Kannur (Kerala): The Congress appears to be contesting only on paper in Kannur. The electoral battle for this north Kerala constituency is in fact between the CPI-M and sitting Lok Sabha member K. Sudhakaran.
Sudhakaran, 65, a Congress leader, has a larger than life political persona in these parts.
His stint in electoral politics began with the 1996 assembly polls and since then he has secured a hat-trick of wins from the Kannur assembly constituency. In 2009, it was time for a bigger political game.
Sudhakaran, a sitting legislator the time, was named as a surprise Congress candidate to wrest back the Kannur Lok Sabha seat, which the Congress had lost in 1999. And he did not let the party down.
The CPI-M and Sudhakaran have been at the logger-heads for long, and each time one way or the other Sudhakaran has emerged successful; be it a battle for a seat in the assembly seat or the Lok Sabha in 2009.
For example, both in 1999 and in 2004, CPI-M youth leader A.P. Abdulla Kutty wrested the traditionally pro-Congress Kannur seat. But come 2009, and Kutty joined hands with the Congress and Sudhakaran on the eve of the 2009 Lok Sabha polls and dashed the Left party’s hope of retaining the seat.
Perhaps the last nail in the CPI-M’s coffin was hammered in the 2009 Lok Sabha polls which Sudhakaran won and in the by-election which followed in Kannur, his newfound political pal Kutty won the honours too, making Sudhakaran politically invincible in Kannur.
However, this time to take on the Congress’s one-man-army Sudhakaran in Kannur, the CPI-M has fielded one of its best candidates, namely former state minister of health P.K. Sreemathy, who is also one of the party’s tallest women leaders here in terms of stature.
Sreemathy, 64, a CPI-M central committee member, has been a two-time legislator. In the 2011 assembly polls, she was rested and asked to campaign extensively for the party.
As health minister in the V.S. Achuthanandan government (2006-11), she is known to have worked hard to ensure that healthcare facilities in districts of Kannur and Kasargode improve drastically. She expects her performance as the health minister will be the talking point when she engages with her electorate to solicit votes, this time against Sudhakaran.
She would also hope that intra-party issues within the Congress, stemming from Sudhakaran’s domineering attitude, which has antagonized several of his colleagues, would come in handy to her.
Sudhakaran on the other hand is hoping that the backlash following the sensational and brutal murder of T.P. Chandrasekharan in 2012 will do the trick for him.

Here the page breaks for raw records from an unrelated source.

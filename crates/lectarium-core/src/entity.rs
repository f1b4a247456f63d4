//! Field access by name
//!
//! Everything downstream of the compiler (in-memory evaluation, ordering, CSV
//! export) reads entity fields by their declared name through [`FieldSource`].
//! Dynamic rows use [`Record`]; typed domain structs register their getters
//! once in an [`AccessorTable`].

use serde::Serialize;
use std::collections::BTreeMap;

use crate::catalog::EntitySchema;
use crate::error::SchemaError;
use crate::value::Value;

/// Read a field value by name. `None` means the name is not a field.
pub trait FieldSource {
    fn field(&self, name: &str) -> Option<Value>;
}

/// A dynamic entity row
#[derive(Debug, Clone, Default, PartialEq, Serialize)]
pub struct Record {
    values: BTreeMap<String, Value>,
}

impl Record {
    pub fn new() -> Self {
        Self::default()
    }

    pub fn with(mut self, name: impl Into<String>, value: impl Into<Value>) -> Self {
        self.set(name, value);
        self
    }

    pub fn set(&mut self, name: impl Into<String>, value: impl Into<Value>) {
        self.values.insert(name.into(), value.into());
    }

    pub fn get(&self, name: &str) -> Option<&Value> {
        self.values.get(name)
    }

    /// Build a record from a JSON object, typing every declared field.
    ///
    /// Missing fields become null; keys that are not declared fields are
    /// ignored.
    pub fn from_json(
        schema: &EntitySchema,
        object: &serde_json::Map<String, serde_json::Value>,
    ) -> Result<Self, SchemaError> {
        let mut record = Record::new();
        for def in &schema.fields {
            let value = match object.get(&def.name) {
                None => Value::Null,
                Some(json) => def.ty.from_json(json).ok_or_else(|| SchemaError::InvalidLiteral {
                    field: def.name.clone(),
                    literal: json.to_string(),
                    expected: def.ty,
                })?,
            };
            record.set(def.name.clone(), value);
        }
        Ok(record)
    }
}

impl FieldSource for Record {
    fn field(&self, name: &str) -> Option<Value> {
        self.values.get(name).cloned()
    }
}

impl<T: FieldSource + ?Sized> FieldSource for &T {
    fn field(&self, name: &str) -> Option<Value> {
        (**self).field(name)
    }
}

/// Getter for one field of `T`
pub type Getter<T> = fn(&T) -> Value;

/// Explicit name → getter table for a typed entity, built once.
pub struct AccessorTable<T> {
    getters: Vec<(&'static str, Getter<T>)>,
}

impl<T> AccessorTable<T> {
    pub fn new() -> Self {
        Self {
            getters: Vec::new(),
        }
    }

    pub fn field(mut self, name: &'static str, getter: Getter<T>) -> Self {
        self.getters.push((name, getter));
        self
    }

    pub fn get(&self, entity: &T, name: &str) -> Option<Value> {
        self.getters
            .iter()
            .find(|(n, _)| *n == name)
            .map(|(_, getter)| getter(entity))
    }

    /// Registered names in registration order.
    pub fn names(&self) -> impl Iterator<Item = &'static str> + '_ {
        self.getters.iter().map(|(n, _)| *n)
    }
}

impl<T> Default for AccessorTable<T> {
    fn default() -> Self {
        Self::new()
    }
}

#[cfg(test)]
mod tests {
    use super::*;
    use crate::value::FieldType;
    use serde_json::json;
    use std::sync::OnceLock;

    struct Webinar {
        webinar_id: i64,
        name: String,
        room_id: Option<i64>,
    }

    fn accessors() -> &'static AccessorTable<Webinar> {
        static TABLE: OnceLock<AccessorTable<Webinar>> = OnceLock::new();
        TABLE.get_or_init(|| {
            AccessorTable::<Webinar>::new()
                .field("webinar_id", |w| w.webinar_id.into())
                .field("name", |w| w.name.as_str().into())
                .field("room_id", |w| w.room_id.into())
        })
    }

    impl FieldSource for Webinar {
        fn field(&self, name: &str) -> Option<Value> {
            accessors().get(self, name)
        }
    }

    #[test]
    fn test_accessor_table() {
        let w = Webinar {
            webinar_id: 3,
            name: "Intro".into(),
            room_id: None,
        };
        assert_eq!(w.field("webinar_id"), Some(Value::Integer(3)));
        assert_eq!(w.field("name"), Some(Value::Text("Intro".into())));
        assert_eq!(w.field("room_id"), Some(Value::Null));
        assert_eq!(w.field("password"), None);
        assert_eq!(
            accessors().names().collect::<Vec<_>>(),
            vec!["webinar_id", "name", "room_id"]
        );
    }

    #[test]
    fn test_record_from_json() {
        let schema = EntitySchema::new("w")
            .field("id", FieldType::Integer)
            .field("name", FieldType::Text)
            .field("closed", FieldType::Boolean);
        let object = json!({ "id": 1, "name": "x", "extra": [1, 2] });
        let record = Record::from_json(&schema, object.as_object().unwrap()).unwrap();
        assert_eq!(record.get("id"), Some(&Value::Integer(1)));
        assert_eq!(record.get("closed"), Some(&Value::Null));
        assert_eq!(record.get("extra"), None);
    }

    #[test]
    fn test_record_from_json_type_mismatch() {
        let schema = EntitySchema::new("w").field("id", FieldType::Integer);
        let object = json!({ "id": "one" });
        let err = Record::from_json(&schema, object.as_object().unwrap()).unwrap_err();
        assert!(matches!(err, SchemaError::InvalidLiteral { ref field, .. } if field == "id"));
    }
}
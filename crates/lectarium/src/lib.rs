//! # Lectarium runtime
//!
//! Shared infrastructure for Lectarium tools:
//! - **error**: application error type with client/backend classification
//! - **tracing**: logging setup
//! - **config**: environment configuration
//! - **export**: the `lectarium-export` command
//!
//! ## Usage
//!
//! ```rust,ignore
//! use lectarium::config::Config;
//! use lectarium::export::{run, ExportArgs};
//! ```

pub mod config;
pub mod error;
pub mod export;
pub mod tracing;

// Re-export commonly used items at crate root
pub use config::Config;
pub use error::{Error, Result};
pub use export::{run, ExportArgs};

Chandrasekheran, a popular Left leader from north Kerala was brutally murdered in May 2012. His murder, which has seen the conviction of three CPI-M leaders, has created a huge dent in the image of the CPI-M. This is what Sudhakaran expects will be his trump card against his opponents.
The Left hopes that the crossing over of local Bharatiya Janata Party workers who had formed the NaMo Vichar Manch into the red bastion would help balance off the fallout of the murder and its links to their leaders.
However, it does appear that the veteran Sudhakaran, who has rarely tasted defeat in the last two decades is confident this time too he will emerge victorious, especially because the Congress-led United Democratic Front has won five of the seven assembly constituencies in the Kannur Lok Sabha constituency in the 2011 assembly polls.
But this time around, the fight promises to be a keen contest. One between a party which hopes to make gains and a man who has a lot to lose.